= WHAT THE TASK REQUIRES =
Among the lines below, list those containing the string "files".

BEGIN DATA EXCERPTS

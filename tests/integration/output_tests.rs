//! Output integration tests: sessions written to disk.
//!
//! Tests verify:
//! - Every produced tile lands as a file named after its coordinate
//! - The manifest maps files to labels and content sizes
//! - Masks are written next to their tiles
//! - Shard workers can share one writer

use std::collections::BTreeSet;
use std::sync::Arc;

use tokio::task::JoinSet;

use wsi_tiler::annotation::{Annotation, MaskMode, Polygon};
use wsi_tiler::output::{read_manifest, TileEncoder, TileFormat, TileWriter, MANIFEST_FILE};
use wsi_tiler::slide::SlideDecoder;
use wsi_tiler::tile::{create_session, SessionBuilder, TileSpec};

use super::test_utils::{memory_slide, temp_dir};

#[tokio::test]
async fn test_session_to_directory() {
    let dir = temp_dir("output-session");
    let annotations = vec![Annotation::new("tumor", Polygon::rectangle(0.0, 0.0, 300.0, 300.0))];
    let slide = Arc::new(memory_slide(600, 500));
    let mut stream = create_session(slide, 0, TileSpec::square(256), Some(&annotations), None).unwrap();

    let writer = TileWriter::create(&dir, TileEncoder::new(TileFormat::Png, 80))
        .await
        .unwrap();
    let mut records = Vec::new();
    while let Some(record) = stream.next_tile().await.unwrap() {
        writer.write(&record).await.unwrap();
        records.push(record);
    }
    writer.finish().await.unwrap();

    let entries = read_manifest(dir.join(MANIFEST_FILE)).await.unwrap();
    assert_eq!(entries.len(), records.len());
    assert_eq!(entries.len(), 3 * 2);

    for (entry, record) in entries.iter().zip(&records) {
        assert_eq!(entry.file, format!("{}.png", record.coordinate.stem()));
        assert_eq!((entry.x, entry.y), (record.coordinate.x, record.coordinate.y));
        assert_eq!(entry.label, record.label);
        assert_eq!(entry.content_width, record.content_width);
        assert!(entry.masks.is_empty());

        // PNG is lossless
        let written = image::open(dir.join(&entry.file)).unwrap().to_rgb8();
        assert_eq!(written, record.pixels);
    }

    assert_eq!(entries[0].label.as_deref(), Some("tumor"));
    assert_eq!(entries[1].label, None);
    assert_eq!(entries[2].file, "L0_x512_y0.png");
    assert_eq!(entries[2].content_width, 88);

    let _ = std::fs::remove_dir_all(&dir);
}

#[tokio::test]
async fn test_masks_written_with_tiles() {
    let dir = temp_dir("output-masks");
    let annotations = vec![
        Annotation::new("tumor", Polygon::rectangle(0.0, 0.0, 64.0, 128.0)),
        Annotation::new("stroma", Polygon::rectangle(64.0, 0.0, 64.0, 128.0)),
    ];
    let slide = Arc::new(memory_slide(128, 128));

    for (mode, expected) in [
        (MaskMode::Single, vec!["L0_x0_y0_mask.png"]),
        (MaskMode::Multi, vec!["L0_x0_y0_mask_1.png", "L0_x0_y0_mask_2.png"]),
    ] {
        let _ = std::fs::remove_dir_all(&dir);
        let mut stream = SessionBuilder::new(slide.clone(), 0, TileSpec::square(128))
            .annotations(&annotations)
            .mask_mode(mode)
            .build()
            .unwrap();
        let writer = TileWriter::create(&dir, TileEncoder::default()).await.unwrap();
        let record = stream.next_tile().await.unwrap().unwrap();
        let entry = writer.write(&record).await.unwrap();
        writer.finish().await.unwrap();

        assert_eq!(entry.file, "L0_x0_y0.jpg");
        assert_eq!(entry.masks, expected);
        for name in &entry.masks {
            let mask = image::open(dir.join(name)).unwrap().to_luma8();
            assert_eq!(mask.dimensions(), (128, 128));
        }
    }

    let multi_channel = image::open(dir.join("L0_x0_y0_mask_2.png")).unwrap().to_luma8();
    assert_eq!(multi_channel.get_pixel(100, 10).0[0], 1);
    assert_eq!(multi_channel.get_pixel(10, 10).0[0], 0);

    let _ = std::fs::remove_dir_all(&dir);
}

#[tokio::test]
async fn test_shared_writer_across_shards() {
    let dir = temp_dir("output-shards");
    let slide: Arc<dyn SlideDecoder> = Arc::new(memory_slide(800, 600));
    let writer = Arc::new(TileWriter::create(&dir, TileEncoder::default()).await.unwrap());

    let shards = 4;
    let mut workers = JoinSet::new();
    for shard in 0..shards {
        let mut stream = SessionBuilder::new(slide.clone(), 0, TileSpec::square(200))
            .shard(shard, shards)
            .build()
            .unwrap();
        let writer = writer.clone();
        workers.spawn(async move {
            while let Some(record) = stream.next_tile().await.unwrap() {
                writer.write(&record).await.unwrap();
            }
        });
    }
    while let Some(joined) = workers.join_next().await {
        joined.unwrap();
    }
    writer.finish().await.unwrap();

    let entries = read_manifest(writer.manifest_path()).await.unwrap();
    let files: BTreeSet<String> = entries.iter().map(|e| e.file.clone()).collect();
    assert_eq!(entries.len(), 12);
    assert_eq!(files.len(), 12);
    assert!(files.iter().all(|f| dir.join(f).exists()));

    let _ = std::fs::remove_dir_all(&dir);
}
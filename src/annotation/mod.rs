//! Annotation handling.
//!
//! - [`geometry`]: points, rectangles and polygons with holes, clipping and
//!   area computations
//! - [`AnnotationIndex`]: bucketed spatial index answering per-tile label and
//!   mask queries
//! - [`load_geojson`] / [`save_geojson`]: GeoJSON FeatureCollection reader
//!   and writer
//! - [`mask_to_annotations`]: traces label masks back into polygons
//! - [`merge_near`]: merges same-label annotations lying close together
//!
//! All geometry here lives in annotation space. The tile stream converts tile
//! footprints into annotation space before querying the index.

pub mod geometry;
mod geojson;
mod index;
mod mask;
mod merge;
mod trace;

pub use geojson::{load_geojson, parse_geojson, save_geojson, to_geojson};
pub use geometry::{Point, Polygon, Rect};
pub use index::{Annotation, AnnotationIndex, Intersection, DEFAULT_BUCKET_SIZE};
pub use mask::{LabelMask, MaskMode, MAX_MASK_CLASSES};
pub use merge::merge_near;
pub use trace::{mask_to_annotations, trace_mask};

END DATA EXCERPTS

= OUTPUT OF THE TASK =
//! - The manifest maps files to labels and content sizes
    let files: BTreeSet<String> = entries.iter().map(|e| e.file.clone()).collect();
    assert_eq!(files.len(), 12);
    assert!(files.iter().all(|f| dir.join(f).exists()));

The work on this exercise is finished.